There are a lot of quotes and conversations floating around “out there” about attitude and it’s impact on our lives.
I had the opportunity to watch two different Google Hangouts where the role of attitude came up. The first was a conversation between Robert Kennedy III and Julia Neiman, “What Success Looks Like.” The second hangout, with Marc Schelske and friends, looks at, “The role of attitude in spiritual growth.”
At 10:20 into the conversation with Julia Neiman, Robert asked, “What do you do daily to encourage or inspire yourself?”
Julia referred to a daily practice she has, “The 10/10 List,” where she spends time every morning going over ten things she’s grateful for, as part of entering into a daily, “Attitude of Gratitude” for the rest of her day:
“If you are in an attitude of gratitude, you are in the zone. And you cannot help but feel happy if you are grateful. When you’re feeling grateful and in an attitude of gratitude . . . things come to you, when you are grateful for what you have.”
I used to hear this kind of thing while I was busy being anxious, depressed, stressed, and miserable. The only things I could focus on that I had, were my troubles and difficulties. The disruption, pain, and chaos from my past, which had come to define who I was and was an ever present part of my existence.
“So, I’m supposed to be grateful for ______?!?” Fill in the blank with the problem du jour, and you have a pretty good representation of my attitude: incredulity, disbelief, disgust, and bewilderment. I couldn’t see the value in being grateful for the painful, difficult, unjust, and downright ridiculous issues I had dealt with most of my life.
I know a lot of people like this. I’ve known them in all eras of my life. People who hold onto their pain, contempt, disdain, and offended sense of everything that is wrong with the world, their lives, and the people around them. The critics, the victims, and the ones we tend to carelessly, however justified, label as manipulative, crazy, and hateful.
I had a conversation with my oldest daughter the other day about such a person. A woman who is my age, and the mother of a couple of my daughter’s friends. Apparently this woman uses, manipulates, and abuses anyone and everyone she comes into contact with. During a text conversation where she was threatening and abusive toward my daughter, she sent screen shots of the conversation to one of her daughters. When our daughters met up, the friend said something like, “She was completely in the wrong for doing that. But you know how it is, it’s my mom. It will blow over and she’ll be okay.”
She was really frustrated and bewildered because she couldn’t understand how this woman’s behavior could be excused or accepted in any way, shape, or form. She’s convinced that because everyone around her lets her get away with the behavior, that she’s never going to change or be different and that it’s the fault of those who put up with it and accept it.
I suggested that it sounds as if this woman might have some mental/emotional health issues and a personality disorder or two. Her response was rather explosive. The idea that people who have these kind of challenges being allowed to have a “pass” on disruptive, destructive, and devastating behavior, simply because they have a mental/emotional health problem and everyone else just has to be okay with it, is one which my daughter finds distinctly unpalatable.
For me, this all hits me in tender areas in my heart and mind, spirit and soul.
Complete Jewish Bible (CJB)
3 Why do you see the splinter in your brother’s eye but not notice the log in your own eye? 4 How can you say to your brother, ‘Let me take the splinter out of your eye,’ when you have the log in your own eye? 5 You hypocrite! First, take the log out of your own eye; then you will see clearly, so that you can remove the splinter from your brother’s eye!
I’ve been this kind of person in the lives of others at various times in my history, in various ways. Every single person I’m related to and whom I love, have had these kinds of things show up in their actions towards myself and others.
How do I condemn another for something I can recognize inside of myself? How do I hold them accountable and not hold myself accountable? By what measure do I determine where to draw the line?
The position, or attitude, that focuses on the wrongs of others and external things as the source of our misery or happiness is one that minimizes the role we play and the effect we have on our own lives through our choices based on thoughts, beliefs, and experiences.
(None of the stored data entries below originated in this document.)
fn absorb(existing: &mut VoterRecord, incoming: VoterRecord) {
    let keep_stored_id = existing.has_valid_voter_id() && !incoming.has_valid_voter_id();
    let quality = incoming.data_quality.clone();
    let stored = &mut existing.data_quality;

    if !keep_stored_id {
        take_present(&mut existing.voter_id, incoming.voter_id, &mut stored.voter_id, quality.voter_id);
    }
    if quality.serial == FieldStatus::Conflict {
        existing.serial = None;
        stored.serial = FieldStatus::Conflict;
    } else {
        take_present(&mut existing.serial, incoming.serial, &mut stored.serial, quality.serial);
    }
    if incoming.relation.is_some() {
        existing.relation_type = incoming.relation_type;
    }
    take_present(&mut existing.name, incoming.name, &mut stored.name, quality.name);
    take_present(&mut existing.relation, incoming.relation, &mut stored.relation, quality.relation);
    take_present(&mut existing.house, incoming.house, &mut stored.house, quality.house);
    take_present(&mut existing.age, incoming.age, &mut stored.age, quality.age);
    take_present(&mut existing.gender, incoming.gender, &mut stored.gender, quality.gender);

    if existing.anukramank.is_none() {
        existing.anukramank = incoming.anukramank;
    }
    existing.ward = incoming.ward.or(existing.ward.take());
    existing.booth = incoming.booth.or(existing.booth.take());
    existing.part_number = incoming.part_number.or(existing.part_number.take());
    existing.card_image = incoming.card_image.or(existing.card_image.take());
    existing.source = incoming.source.or(existing.source);
    if !incoming.merged_from.is_empty() {
        existing.merged_from = incoming.merged_from;
    }
    existing.refresh_quality();
}

fn take_present<T>(slot: &mut Option<T>, value: Option<T>, status: &mut FieldStatus, incoming: FieldStatus) {
    if value.is_some() {
        *slot = value;
        *status = incoming;
    }
}

/// A serial slot may be taken over unless both records carry different
/// valid voter IDs.
fn same_or_unknown_identity(existing: &VoterRecord, incoming: &VoterRecord) -> bool {
    !(existing.has_valid_voter_id()
        && incoming.has_valid_voter_id()
        && existing.voter_id != incoming.voter_id)
}

fn sibling_path(path: &Path, suffix: &str) -> PathBuf {
    let mut name = path
        .file_name()
        .map(|name| name.to_os_string())
        .unwrap_or_default();
    name.push(suffix);
    path.with_file_name(name)
}

fn sanitize_operation(operation: &str) -> String {
    let cleaned = operation
        .chars()
        .map(|character| {
            if character.is_ascii_alphanumeric() {
                character.to_ascii_lowercase()
            } else {
                '-'
            }
        })
        .collect::<String>();
    let trimmed = cleaned.trim_matches('-');
    if trimmed.is_empty() { "write".to_string() } else { trimmed.to_string() }
}

fn backup_millis(path: &Path) -> Option<i64> {
    path.file_name()?
        .to_string_lossy()
        .rsplit('-')
        .next()?
        .parse()
        .ok()
}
Like the overwhelmingly strong and powerful adult elephant in the circus who is kept docile and harmless by a braided rope, we are kept limited in our effectiveness, by the experiences and beliefs we gained from them when we were younger, weaker, less knowledgeable, and under the care and responsibility of those who may not have had our best interest at heart.
We have the ability to do some self-examination and self-reflection to identify where our own limitations and boundaries are false beliefs limiting us, creating and attracting all the negatives we perceive as keeping us down in our lives. When we are ready to stop focusing on everything and everyone else, when we become willing to look at the log in our own eyes, that is when our attitudes and the things that form them can begin to change.
I know this because it is the path I’m on now. I am discovering that the more I adopt an attitude of acceptance, self-awareness, forgiveness, and trust the more powerfully I am able to accomplish constructive and positive things in my life and the more I am surrounded by others who are engaged in similar journeys.
What attitudes may or may not be working well in your life?